Community bankers urge Congress to close stablecoin loophole

Community banks warn crypto firms use affiliates to dodge GENIUS Act stablecoin interest ban, risking trillions in deposits

  • More than 200 community bank leaders worry that crypto firms are using exchanges and partners to sidestep the GENIUS Act’s ban on stablecoin interest.
  • The banking group says this loophole could shift deposits away from banks and reduce local lending.
  • The group warned up to $6.6 trillion in deposits could be at risk, citing a U.S. Treasury report.
  • Regulators and lawmakers face calls to clarify that the interest ban covers stablecoin issuers’ affiliates and partners.
  • Crypto firms push back, urging clear rules so banks and stablecoin platforms can compete under comparable standards; stablecoin market size is tracked at about over $312 billion.
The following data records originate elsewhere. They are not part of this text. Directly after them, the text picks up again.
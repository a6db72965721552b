use assert_cmd::cargo_bin;
use assert_cmd::prelude::*;
use predicates::prelude::*;
use std::io::Write;
use std::process::Command;
use tempfile::NamedTempFile;

fn clicks_file() -> NamedTempFile {
    let mut file = NamedTempFile::new().unwrap();
    writeln!(file, "id, creator_id, listing_id, clicked_at, window_days, status").unwrap();
    writeln!(file, "1, 10, 100, 2024-04-01T12:00:00Z, 7, active").unwrap();
    writeln!(file, "2, 11, 100, 2024-04-01T12:00:00Z, 30, active").unwrap();
    writeln!(file, "3, 12, 101, 2024-03-01T12:00:00Z, 7, converted").unwrap();
    writeln!(file, "4, 13, 101, 2024-03-01T12:00:00Z, 7, active").unwrap();
    file
}

fn offers_file() -> NamedTempFile {
    let mut file = NamedTempFile::new().unwrap();
    writeln!(
        file,
        "id, host_id, creator_id, percent_rate, flat_amount, max_payout, created_at, expires_at, status"
    )
    .unwrap();
    writeln!(file, "1, 20, 10, 0.10, , , 2024-04-01T00:00:00Z, 2024-04-05T00:00:00Z, pending").unwrap();
    writeln!(file, "2, 20, 11, , 75, , 2024-04-01T00:00:00Z, 2024-04-30T00:00:00Z, pending").unwrap();
    writeln!(file, "3, 21, 12, 0.20, , 100, 2024-03-01T00:00:00Z, 2024-03-05T00:00:00Z, accepted").unwrap();
    file
}

#[test]
fn test_sweep_expires_closed_windows() {
    let file = clicks_file();

    let mut cmd = Command::new(cargo_bin!("collabpay"));
    cmd.arg("sweep")
        .arg(file.path())
        .arg("--now")
        .arg("2024-04-08T12:00:01Z");

    // Click 1 closed one second ago, click 4 long ago; 2 is open, 3 already converted.
    cmd.assert().success().stdout(predicate::str::diff(
        "kind,id,status\nclick,1,expired\nclick,4,expired\n",
    ));
}

#[test]
fn test_sweep_window_end_is_inclusive() {
    let file = clicks_file();

    let mut cmd = Command::new(cargo_bin!("collabpay"));
    cmd.arg("sweep")
        .arg(file.path())
        .arg("--now")
        .arg("2024-04-08T12:00:00Z");

    cmd.assert()
        .success()
        .stdout(predicate::str::diff("kind,id,status\nclick,4,expired\n"));
}

#[test]
fn test_sweep_includes_expired_offers() {
    let clicks = clicks_file();
    let offers = offers_file();

    let mut cmd = Command::new(cargo_bin!("collabpay"));
    cmd.arg("sweep")
        .arg(clicks.path())
        .arg("--offers")
        .arg(offers.path())
        .arg("--now")
        .arg("2024-04-08T12:00:01Z");

    // Offer 2 is still open and offer 3 was accepted before its deadline.
    cmd.assert().success().stdout(predicate::str::diff(
        "kind,id,status\nclick,1,expired\nclick,4,expired\noffer,1,expired\n",
    ));
}

#[test]
fn test_accept_open_offer() {
    let offers = offers_file();

    let mut cmd = Command::new(cargo_bin!("collabpay"));
    cmd.arg("accept-offer")
        .arg(offers.path())
        .args(["--offer", "2", "--now", "2024-04-08T12:00:00Z"]);

    cmd.assert()
        .success()
        .stdout(predicate::str::contains("\"id\":2"))
        .stdout(predicate::str::contains("\"status\":\"accepted\""));
}

#[test]
fn test_accept_offer_past_deadline() {
    let offers = offers_file();

    let mut cmd = Command::new(cargo_bin!("collabpay"));
    cmd.arg("accept-offer")
        .arg(offers.path())
        .args(["--offer", "1", "--now", "2024-04-08T12:00:00Z"]);

    cmd.assert()
        .failure()
        .stderr(predicate::str::contains("Offer 1 has expired"));
}

#[test]
fn test_accept_offer_already_accepted() {
    let offers = offers_file();

    let mut cmd = Command::new(cargo_bin!("collabpay"));
    cmd.arg("accept-offer")
        .arg(offers.path())
        .args(["--offer", "3", "--now", "2024-03-02T00:00:00Z"]);

    cmd.assert()
        .failure()
        .stderr(predicate::str::contains("offer is accepted"));
}

#[test]
fn test_attribute_booking_flow() {
    let file = clicks_file();

    let mut cmd = Command::new(cargo_bin!("collabpay"));
    cmd.arg("attribute")
        .arg(file.path())
        .args(["--click", "2", "--booking", "77", "--amount", "5000"])
        .args(["--percent-rate", "0.20", "--max-payout", "200"])
        .args(["--now", "2024-04-15T09:00:00Z"]);

    cmd.assert()
        .success()
        .stdout(predicate::str::contains("\"clickId\":2"))
        .stdout(predicate::str::contains("\"creatorId\":11"))
        .stdout(predicate::str::contains("\"bookingId\":77"))
        .stdout(predicate::str::contains("\"creatorPayout\":170.00"))
        .stdout(predicate::str::contains("\"hostTotal\":230.00"));
}

#[test]
fn test_attribute_negative_amount_passes_through() {
    let file = clicks_file();

    let mut cmd = Command::new(cargo_bin!("collabpay"));
    cmd.arg("attribute")
        .arg(file.path())
        .args(["--click", "2", "--booking", "78", "--amount", "-100"])
        .args(["--percent-rate", "0.10"])
        .args(["--now", "2024-04-15T09:00:00Z"]);

    cmd.assert()
        .success()
        .stdout(predicate::str::contains("\"creatorPayout\":-8.50"))
        .stdout(predicate::str::contains("\"platformFeeHost\":-1.50"))
        .stdout(predicate::str::contains("\"hostTotal\":-11.50"));
}

#[test]
fn test_attribute_rejects_closed_window() {
    let file = clicks_file();

    let mut cmd = Command::new(cargo_bin!("collabpay"));
    cmd.arg("attribute")
        .arg(file.path())
        .args(["--click", "1", "--booking", "77", "--amount", "100"])
        .args(["--flat-amount", "20"])
        .args(["--now", "2024-05-01T00:00:00Z"]);

    cmd.assert()
        .failure()
        .stderr(predicate::str::contains("not attributable"));
}

#[test]
fn test_attribute_rejects_converted_click() {
    let file = clicks_file();

    let mut cmd = Command::new(cargo_bin!("collabpay"));
    cmd.arg("attribute")
        .arg(file.path())
        .args(["--click", "3", "--booking", "1", "--amount", "100"])
        .args(["--now", "2024-03-02T00:00:00Z"]);

    cmd.assert()
        .failure()
        .stderr(predicate::str::contains("click is converted"));
}

#[test]
fn test_attribute_unknown_click() {
    let file = clicks_file();

    let mut cmd = Command::new(cargo_bin!("collabpay"));
    cmd.arg("attribute")
        .arg(file.path())
        .args(["--click", "99", "--booking", "1", "--amount", "100"]);

    cmd.assert()
        .failure()
        .stderr(predicate::str::contains("Click 99 not found"));
}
More than 200 community bank leaders this week urged U.S. senators to close a perceived loophole in federal stablecoin rules by tightening oversight of yield-based workarounds. The American Bankers Association’s Community Bankers Council sent a letter warning that crypto firms are routing rewards through affiliated exchanges to evade the GENIUS Act’s ban on interest payments. The group said the practice could draw customer deposits away from local banks and harm credit availability.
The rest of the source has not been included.